This year I am so appalled at the misguidedness of the populace who seem to want to vote for someone with whom they have something in common rather than someone who can lead that I am willing to step outside my comfort zone. It's time to put my time and effort where my belief system is.

Fortunately this is an election where Ken and I are in step, so when I received an email from MoveOn.org looking for hosts for an Obama calling party, we decided to give it a try.

Last night was "the event," and five people we'd never met before arrived to make calls to 30 people (each) in a battleground state to encourage them to volunteer for Obama in their local area. MoveOn did a great job organizing and planning this, and they provided everything we needed to get the job done (including a script, and an efficient way to report our results).

It's been hard to find a way to make a difference in this election, especially when door-to-door and phone calling techniques don't float our boat. But this was something we could do, we got our fire stoked, and the house got cleaned.

For everyone out there who wants to make an impact, I want to encourage you to make an effort to do ONE THING. It may make all the difference in the end.

Sunday, September 21, 2008

Saturday, September 20, 2008

how do you spell CRISIS?

In middle Tennessee 85% of the gas stations have no gas. It was bad enough that prices were shooting toward $5 a gallon as a result of Ike, but apparently the gas stations refused to pay for the hiked prices and subsequently didn't have their tanks refilled.

Not so much of a problem for me, most of my journeying is around town (although I AM supposed to go to Sewanee on Tuesday for a clergy gathering, which is about 200 miles round trip). But what about people like Ken, whose livelihood depends on getting to the job site? Or most other mortals, who need to show up at a workplace in order to get paid? Public transportation is limited if you're outside of the metro area, and even inside--well, let's just say that cars are pretty much necessary (sad, but true).

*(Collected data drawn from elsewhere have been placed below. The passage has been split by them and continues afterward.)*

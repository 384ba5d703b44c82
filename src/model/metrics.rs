//! Classification metrics and cross-validated scoring

use super::cross_validation::{take_rows, StratifiedKFold};
use super::forest::RandomForest;
use crate::error::{Result, RiskError};
use ndarray::{Array1, Array2};
use serde::{Deserialize, Serialize};

/// Fraction of predictions matching the labels.
pub fn accuracy(y_true: &Array1<f64>, y_pred: &Array1<f64>) -> f64 {
    if y_true.is_empty() {
        return 0.0;
    }
    let correct = y_true
        .iter()
        .zip(y_pred.iter())
        .filter(|(t, p)| (**t > 0.5) == (**p > 0.5))
        .count();
    correct as f64 / y_true.len() as f64
}

/// Positive predictive value. Zero when nothing was predicted positive.
pub fn precision(y_true: &Array1<f64>, y_pred: &Array1<f64>) -> f64 {
    let (tp, fp) = y_true.iter().zip(y_pred.iter()).fold((0, 0), |(tp, fp), (t, p)| {
        if *p > 0.5 {
            if *t > 0.5 { (tp + 1, fp) } else { (tp, fp + 1) }
        } else {
            (tp, fp)
        }
    });
    if tp + fp == 0 {
        0.0
    } else {
        tp as f64 / (tp + fp) as f64
    }
}

/// True positive rate. Zero when no positives exist.
pub fn recall(y_true: &Array1<f64>, y_pred: &Array1<f64>) -> f64 {
    let (tp, fneg) = y_true.iter().zip(y_pred.iter()).fold((0, 0), |(tp, fneg), (t, p)| {
        if *t > 0.5 {
            if *p > 0.5 { (tp + 1, fneg) } else { (tp, fneg + 1) }
        } else {
            (tp, fneg)
        }
    });
    if tp + fneg == 0 {
        0.0
    } else {
        tp as f64 / (tp + fneg) as f64
    }
}

/// Harmonic mean of precision and recall.
pub fn f1_score(y_true: &Array1<f64>, y_pred: &Array1<f64>) -> f64 {
    let p = precision(y_true, y_pred);
    let r = recall(y_true, y_pred);
    if p + r == 0.0 {
        0.0
    } else {
        2.0 * p * r / (p + r)
    }
}

/// Area under the ROC curve via the rank-sum formulation.
///
/// Ties in the scores receive averaged ranks. Returns 0.5 when only one
/// class is present, where the curve is undefined.
pub fn roc_auc(y_true: &Array1<f64>, y_score: &Array1<f64>) -> f64 {
    let n = y_true.len();
    let n_pos = y_true.iter().filter(|&&t| t > 0.5).count();
    let n_neg = n - n_pos;
    if n_pos == 0 || n_neg == 0 {
        return 0.5;
    }

    let mut order: Vec<usize> = (0..n).collect();
    order.sort_by(|&a, &b| {
        y_score[a].partial_cmp(&y_score[b]).unwrap_or(std::cmp::Ordering::Equal)
    });

    // average ranks over tied score groups
    let mut ranks = vec![0.0; n];
    let mut i = 0;
    while i < n {
        let mut j = i;
        while j + 1 < n && (y_score[order[j + 1]] - y_score[order[i]]).abs() < 1e-12 {
            j += 1;
        }
        let avg_rank = (i + j) as f64 / 2.0 + 1.0;
        for &idx in &order[i..=j] {
            ranks[idx] = avg_rank;
        }
        i = j + 1;
    }

    let rank_sum: f64 = y_true
        .iter()
        .zip(ranks.iter())
        .filter(|(t, _)| **t > 0.5)
        .map(|(_, r)| r)
        .sum();

    (rank_sum - n_pos as f64 * (n_pos as f64 + 1.0) / 2.0) / (n_pos as f64 * n_neg as f64)
}

/// Mean and population standard deviation of per-fold scores.
#[derive(Debug, Clone, Serialize, Deserialize)]
pub struct ScoreStats {
    pub mean: f64,
    pub std: f64,
}

impl ScoreStats {
    fn from_scores(scores: &[f64]) -> Self {
        if scores.is_empty() {
            return Self { mean: 0.0, std: 0.0 };
        }
        let n = scores.len() as f64;
        let mean = scores.iter().sum::<f64>() / n;
        let var = scores.iter().map(|s| (s - mean).powi(2)).sum::<f64>() / n;
        Self { mean, std: var.sqrt() }
    }
}

/// Cross-validated scores for the five standard metrics.
#[derive(Debug, Clone, Serialize, Deserialize)]
pub struct ValidationScores {
    pub accuracy: ScoreStats,
    pub precision: ScoreStats,
    pub recall: ScoreStats,
    pub f1: ScoreStats,
    pub roc_auc: ScoreStats,
}

/// Score a forest template over stratified k-fold cross-validation.
///
/// One forest is fitted per fold and supplies all five metrics for that
/// fold, rather than refitting per metric.
pub fn cross_validate(
    template: &RandomForest,
    x: &Array2<f64>,
    y: &Array1<f64>,
    n_folds: usize,
) -> Result<ValidationScores> {
    let splits = StratifiedKFold::new(n_folds)
        .with_random_state(template.random_state)
        .split(y)?;

    let mut accuracies = Vec::with_capacity(n_folds);
    let mut precisions = Vec::with_capacity(n_folds);
    let mut recalls = Vec::with_capacity(n_folds);
    let mut f1s = Vec::with_capacity(n_folds);
    let mut aucs = Vec::with_capacity(n_folds);

    for split in &splits {
        let (x_train, y_train) = take_rows(x, y, &split.train_indices);
        let (x_test, y_test) = take_rows(x, y, &split.test_indices);

        let mut forest = template.clone();
        forest.fit(&x_train, &y_train)?;
        let proba = forest.predict_proba(&x_test)?;
        let pred = proba.mapv(|p| f64::from(p > 0.5));

        accuracies.push(accuracy(&y_test, &pred));
        precisions.push(precision(&y_test, &pred));
        recalls.push(recall(&y_test, &pred));
        f1s.push(f1_score(&y_test, &pred));
        aucs.push(roc_auc(&y_test, &proba));
    }

    Ok(ValidationScores {
        accuracy: ScoreStats::from_scores(&accuracies),
        precision: ScoreStats::from_scores(&precisions),
        recall: ScoreStats::from_scores(&recalls),
        f1: ScoreStats::from_scores(&f1s),
        roc_auc: ScoreStats::from_scores(&aucs),
    })
}

/// Histogram of probabilities over equal-width bins spanning [0, 1].
#[derive(Debug, Clone, Serialize, Deserialize)]
pub struct ProbabilityHistogram {
    pub hist: Vec<usize>,
    pub bin_edges: Vec<f64>,
}

/// Bin probabilities into `n_bins` equal-width bins over [0, 1].
///
/// The last bin includes its right edge so a probability of exactly 1.0
/// is counted.
pub fn probability_histogram(proba: &Array1<f64>, n_bins: usize) -> Result<ProbabilityHistogram> {
    if n_bins == 0 {
        return Err(RiskError::ValidationError("n_bins must be positive".to_string()));
    }

    let bin_edges: Vec<f64> = (0..=n_bins).map(|i| i as f64 / n_bins as f64).collect();
    let mut hist = vec![0usize; n_bins];
    for &p in proba {
        let clamped = p.clamp(0.0, 1.0);
        let bin = ((clamped * n_bins as f64) as usize).min(n_bins - 1);
        hist[bin] += 1;
    }

    Ok(ProbabilityHistogram { hist, bin_edges })
}

#[cfg(test)]
mod tests {
    use super::*;
    use ndarray::array;

    #[test]
    fn test_accuracy() {
        let y_true = array![1.0, 0.0, 1.0, 0.0];
        let y_pred = array![1.0, 0.0, 0.0, 0.0];
        assert!((accuracy(&y_true, &y_pred) - 0.75).abs() < 1e-12);
    }

    #[test]
    fn test_precision_recall_f1() {
        // tp=2, fp=1, fn=1
        let y_true = array![1.0, 1.0, 1.0, 0.0, 0.0];
        let y_pred = array![1.0, 1.0, 0.0, 1.0, 0.0];
        assert!((precision(&y_true, &y_pred) - 2.0 / 3.0).abs() < 1e-12);
        assert!((recall(&y_true, &y_pred) - 2.0 / 3.0).abs() < 1e-12);
        assert!((f1_score(&y_true, &y_pred) - 2.0 / 3.0).abs() < 1e-12);
    }

    #[test]
    fn test_precision_no_positive_predictions() {
        let y_true = array![1.0, 0.0];
        let y_pred = array![0.0, 0.0];
        assert_eq!(precision(&y_true, &y_pred), 0.0);
        assert_eq!(f1_score(&y_true, &y_pred), 0.0);
    }

    #[test]
    fn test_roc_auc_perfect_ranking() {
        let y_true = array![0.0, 0.0, 1.0, 1.0];
        let y_score = array![0.1, 0.2, 0.8, 0.9];
        assert!((roc_auc(&y_true, &y_score) - 1.0).abs() < 1e-12);
    }

    #[test]
    fn test_roc_auc_ties_averaged() {
        // all scores tied: AUC must be exactly 0.5
        let y_true = array![0.0, 1.0, 0.0, 1.0];
        let y_score = array![0.5, 0.5, 0.5, 0.5];
        assert!((roc_auc(&y_true, &y_score) - 0.5).abs() < 1e-12);
    }

    #[test]
    fn test_roc_auc_single_class() {
        let y_true = array![1.0, 1.0];
        let y_score = array![0.4, 0.6];
        assert_eq!(roc_auc(&y_true, &y_score), 0.5);
    }

    #[test]
    fn test_score_stats_population_std() {
        let stats = ScoreStats::from_scores(&[0.5, 0.7]);
        assert!((stats.mean - 0.6).abs() < 1e-12);
        assert!((stats.std - 0.1).abs() < 1e-12);
    }

    #[test]
    fn test_histogram_counts_and_edges() {
        let proba = array![0.0, 0.05, 0.5, 0.95, 1.0];
        let result = probability_histogram(&proba, 10).unwrap();
        assert_eq!(result.hist.iter().sum::<usize>(), 5);
        assert_eq!(result.bin_edges.len(), 11);
        assert_eq!(result.hist[0], 2);
        assert_eq!(result.hist[5], 1);
        // exact 1.0 lands in the final bin
        assert_eq!(result.hist[9], 2);
    }

    #[test]
    fn test_cross_validate_separable() {
        let mut rows = Vec::new();
        let mut labels = Vec::new();
        for i in 0..15 {
            rows.extend([i as f64 * 0.01, 0.0]);
            labels.push(0.0);
            rows.extend([1.0 + i as f64 * 0.01, 1.0]);
            labels.push(1.0);
        }
        let x = Array2::from_shape_vec((30, 2), rows).unwrap();
        let y = Array1::from_vec(labels);

        let template = RandomForest::new(10).with_random_state(42);
        let scores = cross_validate(&template, &x, &y, 5).unwrap();

        assert!(scores.accuracy.mean > 0.8);
        assert!(scores.roc_auc.mean > 0.8);
        assert!(scores.accuracy.std >= 0.0);
    }
}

Fortunately Ken filled up before Ike hit, paying less than $3 per gallon. But now it isn't so much what one pays, but whether or not gas is available. This is how we are spelling "crisis" here.

yard sale today!

No time to blog this morning, we're having a yard sale! Everything is out in the front yard, and though it is still dark, it's time to organize things to move 'em out! I'll be back this afternoon with some sort of entry or another. Have a great one!

Thursday, September 18, 2008

oh, Lordy

Well, it has happened. My little town is about to become the home of the country's first--brace yourself--Bible Theme Park. When the force behind this project tried to put it in another county south of here there was tremendous resistance, and meeting after meeting took place to debate its merits and the impact on the community, and the city council ultimately weighed in with a big fat "NO". No such process took place here. The mayor thought it would be a good idea, there was no community conversation, and yesterday it was announced that we would, indeed be the home of the new park. Apparently our own city council can overturn this decision, but it is unlikely to do so. Ken is for this, I am not. Yes, these are fun times here in Cedar City!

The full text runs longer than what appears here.